> **Work instruction**
Look through the entries that follow and return each line that has the string "opts".

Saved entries
Start of Block

//! Run new commands inside the running container.
//!
//! API Reference: <https://docs.docker.com/engine/api/v1.41/#tag/Exec>

use std::collections::HashMap;

use futures_util::{stream::Stream, TryFutureExt};
use hyper::Body;
use serde::{Deserialize, Serialize};

use crate::{
    errors::{Error, Result},
    tty, Docker,
};

/// Interface for docker exec instance
pub struct Exec<'docker> {
    docker: &'docker Docker,
    id: String,
}

#[derive(Deserialize)]
#[serde(rename_all = "PascalCase")]
struct CreateResponse {
    id: String,
}

impl<'docker> Exec<'docker> {
    fn new<S>(
        docker: &'docker Docker,
        id: S,
    ) -> Self
    where
        S: Into<String>,
    {
        Exec {
            docker,
            id: id.into(),
        }
    }

    /// The daemon assigned id of this exec instance
    pub fn id(&self) -> &str {
        &self.id
    }

    /// Creates a new exec instance that will be executed in a container with id == container_id
    pub async fn create(
        docker: &'docker Docker,
        container_id: &str,
        opts: &ExecContainerOptions,
    ) -> Result<Exec<'docker>> {
        let body: Body = opts.serialize()?.into();

        let id = docker
            .post_json(
                &format!("/containers/{}/exec", container_id),
                Some((body, mime::APPLICATION_JSON)),
            )
            .await
            .map(|resp: CreateResponse| resp.id)?;

        Ok(Exec::new(docker, id))
    }

    /// Starts this exec instance returning a multiplexed tty stream
    pub fn start(&self) -> impl Stream<Item = Result<tty::TtyChunk>> + Unpin + 'docker {
        // Own the docker reference and endpoint so the stream outlives `self`
        let docker = self.docker;
        let endpoint = format!("/exec/{}/start", &self.id);
        Box::pin(
            async move {
                let stream = Box::pin(docker.stream_post(
                    endpoint,
                    Some((r#"{"Detach":false}"#.into(), mime::APPLICATION_JSON)),
                    None,
                ));

                Ok::<_, Error>(tty::decode(stream))
            }
            .try_flatten_stream(),
        )
    }

    /// Inspect this exec instance to aquire detailed information
    pub async fn inspect(&self) -> Result<ExecDetails> {
        self.docker
            .get_json(&format!("/exec/{}/json", &self.id)[..])
            .await
    }
}

/// Interface for creating a new exec instance
#[derive(Serialize, Debug)]
pub struct ExecContainerOptions {
    params: HashMap<&'static str, Vec<String>>,
    params_bool: HashMap<&'static str, bool>,
    working_dir: Option<String>,
}

impl ExecContainerOptions {
    /// return a new instance of a builder for options
    pub fn builder() -> ExecContainerOptionsBuilder {
        ExecContainerOptionsBuilder::default()
    }

    /// serialize options as a string
    pub fn serialize(&self) -> Result<String> {
        let mut body = serde_json::Map::new();

        for (k, v) in &self.params {
            body.insert(k.to_string(), serde_json::to_value(v)?);
        }

        for (k, v) in &self.params_bool {
            body.insert(k.to_string(), serde_json::to_value(v)?);
        }

        if let Some(ref dir) = self.working_dir {
            body.insert("WorkingDir".to_string(), serde_json::to_value(dir)?);
        }

        serde_json::to_string(&body).map_err(Error::from)
    }
}

#[derive(Default)]
pub struct ExecContainerOptionsBuilder {
    params: HashMap<&'static str, Vec<String>>,
    params_bool: HashMap<&'static str, bool>,
    working_dir: Option<String>,
}

impl ExecContainerOptionsBuilder {
    /// Command to run, as an array of strings
    pub fn cmd<S>(
        &mut self,
        cmds: &[S],
    ) -> &mut Self
    where
        S: AsRef<str>,
    {
        for cmd in cmds {
            self.params
                .entry("Cmd")
                .or_insert_with(Vec::new)
                .push(cmd.as_ref().to_owned());
        }
        self
    }

    /// Directory the command runs in
    pub fn working_dir(
        &mut self,
        dir: &str,
    ) -> &mut Self {
        self.working_dir = Some(dir.to_owned());
        self
    }

    /// Attach to stdout of the exec command
    pub fn attach_stdout(
        &mut self,
        stdout: bool,
    ) -> &mut Self {
        self.params_bool.insert("AttachStdout", stdout);
        self
    }

    /// Attach to stderr of the exec command
    pub fn attach_stderr(
        &mut self,
        stderr: bool,
    ) -> &mut Self {
        self.params_bool.insert("AttachStderr", stderr);
        self
    }

    pub fn build(&self) -> ExecContainerOptions {
        ExecContainerOptions {
            params: self.params.clone(),
            params_bool: self.params_bool.clone(),
            working_dir: self.working_dir.clone(),
        }
    }
}

#[derive(Clone, Debug, Serialize, Deserialize)]
#[serde(rename_all = "PascalCase")]
pub struct ExecDetails {
    #[serde(rename = "ID")]
    pub id: String,
    pub running: bool,
    pub exit_code: Option<i64>,
    #[serde(rename = "ContainerID")]
    pub container_id: String,
}

#[cfg(test)]
mod tests {
    use super::*;
    use serde_json::{json, Value};

    #[test]
    fn exec_options_body() {
        let options = ExecContainerOptions::builder()
            .cmd(&["python", "-c", "import moviepy"])
            .working_dir("/NarratoAI")
            .attach_stdout(true)
            .attach_stderr(true)
            .build();

        let body: Value = serde_json::from_str(&options.serialize().unwrap()).unwrap();
        assert_eq!(
            body,
            json!({
                "AttachStderr": true,
                "AttachStdout": true,
                "Cmd": ["python", "-c", "import moviepy"],
                "WorkingDir": "/NarratoAI",
            })
        );
    }

    #[test]
    fn exec_details_without_exit_code_while_running() {
        let details: ExecDetails = serde_json::from_str(
            r#"{"ID":"e1","Running":true,"ExitCode":null,"ContainerID":"c1","Pid":77}"#,
        )
        .unwrap();
        assert!(details.running);
        assert_eq!(details.exit_code, None);
    }
}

End of Block

> **Answer to this problem**
        opts: &ExecContainerOptions,
        let body: Body = opts.serialize()?.into();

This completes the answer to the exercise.